The WYSIWYG Publication

I was fascinated as I skimmed over a publication detailing a network analysis of crystalline materials.1 It’s “Open Access”, meaning I don’t have to pay to read the text and figures. There was one figure that had neat data-driven graphics for two separate materials, one stacked on top of the other.

I wondered what the graphics would look like for some of the other 22,600 materials considered by the study. But there was nowhere to click or mouseover to get that party started. Of course not. But why not?

Tim Berners-Lee presented a 5-star rating system for linked open data.2 The figure I liked in the publication, a PNG image, counts as 1-star open data. It really is better than nothing.
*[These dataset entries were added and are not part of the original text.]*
use tracing::{debug, instrument};

use crate::{
    TreeError,
    entropy::{information_gain, partition, target_entropy},
    node::{AttributeIndex, Node, NodeIndex},
    table::Table,
};

/// Configuration for ID3 tree induction.
///
/// Construct via [`TreeConfig::new`], then chain `with_*` methods.
///
/// # Defaults
///
/// | Parameter       | Default |
/// |-----------------|---------|
/// | `min_node_size` | 1       |
#[derive(Debug, Clone)]
pub struct TreeConfig {
    pub(crate) min_node_size: usize,
}

impl TreeConfig {
    /// Create a new config with default values.
    #[must_use]
    pub fn new() -> Self {
        Self { min_node_size: 1 }
    }

    /// Set the node size at or below which a node becomes a leaf.
    ///
    /// A node reached by `n <= min_node_size` rows is not split further.
    #[must_use]
    pub fn with_min_node_size(mut self, min_node_size: usize) -> Self {
        self.min_node_size = min_node_size;
        self
    }

    /// Return the minimum node size.
    #[must_use]
    pub fn min_node_size(&self) -> usize {
        self.min_node_size
    }

    /// Build a decision tree from an encoded table.
    ///
    /// Recursively splits on the attribute with the highest information
    /// gain. A column chosen at a node is excluded for all of its
    /// descendants. A node becomes a leaf, checked in this order, when its
    /// labels are pure, when no attribute column is left, or when it holds
    /// at most `min_node_size` rows.
    ///
    /// # Errors
    ///
    /// | Variant | When |
    /// |---|---|
    /// | [`TreeError::EmptyDataset`] | `table` has no rows |
    /// | [`TreeError::InvalidMinNodeSize`] | `min_node_size` is zero |
    #[instrument(skip(self, table), fields(n_rows = table.n_rows(), n_columns = table.n_columns()))]
    pub fn fit(&self, table: &Table) -> Result<DecisionTree, TreeError> {
        if table.n_rows() == 0 {
            return Err(TreeError::EmptyDataset);
        }
        if self.min_node_size == 0 {
            return Err(TreeError::InvalidMinNodeSize {
                min_node_size: self.min_node_size,
            });
        }

        let rows = table.all_rows();
        let mut excluded = vec![false; table.n_columns()];
        let mut arena: Vec<Node> = Vec::new();

        let root = build_tree(table, &rows, &mut excluded, self, &mut arena);

        debug!(
            root_index = root.index(),
            n_nodes = arena.len(),
            "decision tree built"
        );

        Ok(DecisionTree {
            nodes: arena,
            root,
            n_columns: table.n_columns(),
        })
    }
}

impl Default for TreeConfig {
    fn default() -> Self {
        Self::new()
    }
}

/// Recursively build the subtree for `rows` and return its arena index.
///
/// Children are pushed before their parent, so arena positions follow
/// post-order. `excluded[c]` is set while the subtree below a split on `c`
/// is being built and cleared afterwards.
fn build_tree(
    table: &Table,
    rows: &[usize],
    excluded: &mut [bool],
    config: &TreeConfig,
    arena: &mut Vec<Node>,
) -> NodeIndex {
    let n_samples = rows.len();

    let push_leaf = |arena: &mut Vec<Node>| -> NodeIndex {
        let idx = arena.len();
        arena.push(Node::Leaf {
            class: mean_label(table, rows),
            n_samples,
        });
        NodeIndex::new(idx)
    };

    if target_entropy(table, rows) == 0.0 {
        return push_leaf(arena);
    }

    let candidates: Vec<AttributeIndex> = (0..table.n_columns())
        .filter(|&c| c != Table::LABEL_COLUMN && !excluded[c])
        .map(AttributeIndex::new)
        .collect();
    if candidates.is_empty() {
        return push_leaf(arena);
    }

    if n_samples <= config.min_node_size {
        return push_leaf(arena);
    }

    // Strict comparison: the earliest column wins ties. Starting below zero
    // means a zero-gain attribute is still split on.
    let mut best: Option<(AttributeIndex, f64)> = None;
    let mut best_gain = -1.0;
    for &column in &candidates {
        let gain = information_gain(table, rows, column);
        if gain > best_gain {
            best_gain = gain;
            best = Some((column, gain));
        }
    }
    let Some((attribute, gain)) = best else {
        return push_leaf(arena);
    };

    excluded[attribute.index()] = true;
    let children: Vec<(u32, NodeIndex)> = partition(table, rows, attribute)
        .into_iter()
        .map(|(value, subset)| (value, build_tree(table, &subset, excluded, config, arena)))
        .collect();
    excluded[attribute.index()] = false;

    let idx = arena.len();
    arena.push(Node::Split {
        attribute,
        children,
        gain,
        n_samples,
    });
    NodeIndex::new(idx)
}

/// Mean label over `rows`, rounded half to even (a mean of 0.5 gives 0).
fn mean_label(table: &Table, rows: &[usize]) -> u32 {
    let sum: f64 = rows.iter().map(|&ri| f64::from(table.label(ri))).sum();
    (sum / rows.len() as f64).round_ties_even() as u32
}

/// A fitted ID3 decision tree.
///
/// Stored as an arena-based `Vec<Node>` in post-order; [`root`](Self::root)
/// is the last node.
#[derive(Debug, Clone, PartialEq, serde::Serialize, serde::Deserialize)]
pub struct DecisionTree {
    pub(crate) nodes: Vec<Node>,
    pub(crate) root: NodeIndex,
    pub(crate) n_columns: usize,
}

impl DecisionTree {
    /// Predict the label for a single encoded row (label column included,
    /// its value is ignored).
    ///
    /// At each split the branch matching the row's value is followed. When
    /// the value never reached that split during training, the first child
    /// (smallest observed value) is followed instead; this fallback is part
    /// of the model's behaviour, not an error.
    ///
    /// # Errors
    ///
    /// Returns [`TreeError::PredictionColumnMismatch`] when `row.len() != n_columns`.
    pub fn predict(&self, row: &[u32]) -> Result<u32, TreeError> {
        if row.len() != self.n_columns {
            return Err(TreeError::PredictionColumnMismatch {
                expected: self.n_columns,
                got: row.len(),
            });
        }
        match &self.nodes[self.traverse(row).index()] {
            Node::Leaf { class, .. } => Ok(*class),
            Node::Split { .. } => unreachable!("traverse always ends at a leaf"),
        }
    }

    /// Predict labels for a batch of rows.
    ///
    /// # Errors
    ///
    /// Returns [`TreeError::PredictionColumnMismatch`] if any row has the wrong column count.
    pub fn predict_batch(&self, rows: &[Vec<u32>]) -> Result<Vec<u32>, TreeError> {
        rows.iter().map(|row| self.predict(row)).collect()
    }

    /// Return the root node index.
    #[must_use]
    pub fn root(&self) -> NodeIndex {
        self.root
    }

    /// Return the node at `index`.
    ///
    /// # Panics
    ///
    /// Panics if `index` does not belong to this tree.
    #[must_use]
    pub fn node(&self, index: NodeIndex) -> &Node {
        &self.nodes[index.index()]
    }

    /// Return all nodes in arena (post-order) order.
    #[must_use]
    pub fn nodes(&self) -> &[Node] {
        &self.nodes
    }

    /// Return the total number of nodes.
    #[must_use]
    pub fn n_nodes(&self) -> usize {
        self.nodes.len()
    }

    /// Return the number of leaf nodes.
    #[must_use]
    pub fn n_leaves(&self) -> usize {
        self.nodes.iter().filter(|n| n.is_leaf()).count()
    }

    /// Return the column count (label included) the tree was trained on.
    #[must_use]
    pub fn n_columns(&self) -> usize {
        self.n_columns
    }

    /// Return the maximum depth of the tree. A single leaf has depth 0.
    #[must_use]
    pub fn depth(&self) -> usize {
        let mut max_depth = 0usize;
        let mut stack = vec![(self.root, 0usize)];
        while let Some((idx, d)) = stack.pop() {
            match &self.nodes[idx.index()] {
                Node::Leaf { .. } => max_depth = max_depth.max(d),
                Node::Split { children, .. } => {
                    stack.extend(children.iter().map(|&(_, child)| (child, d + 1)));
                }
            }
        }
        max_depth
    }

    /// Walk from the root and return the index of the leaf reached by `row`.
    fn traverse(&self, row: &[u32]) -> NodeIndex {
        let mut idx = self.root;
        loop {
            let node = &self.nodes[idx.index()];
            match node {
                Node::Leaf { .. } => return idx,
                Node::Split {
                    attribute,
                    children,
                    ..
                } => {
                    idx = match node.child(row[attribute.index()]) {
                        Some(child) => child,
                        None => match children.first() {
                            Some(&(_, fallback)) => fallback,
                            None => unreachable!("split nodes always have a child"),
                        },
                    };
                }
            }
        }
    }
}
Furthermore, a web app3 was developed to explore the underlying data driving the figure, but that doesn’t have functionality to reproduce the figure. I mention it only as an example of 2-star open data, in the sense that one could obtain some data from the app in a structured way using non-standard code to automate browser actions, if one so chose.

The article also links to 3-star data. The data is obtained by downloading a zip file containing a plaintext license file (CC-BY-4.0, great!), a CSV file, and two JSON files. This is good – all non-proprietary formats. Three stars.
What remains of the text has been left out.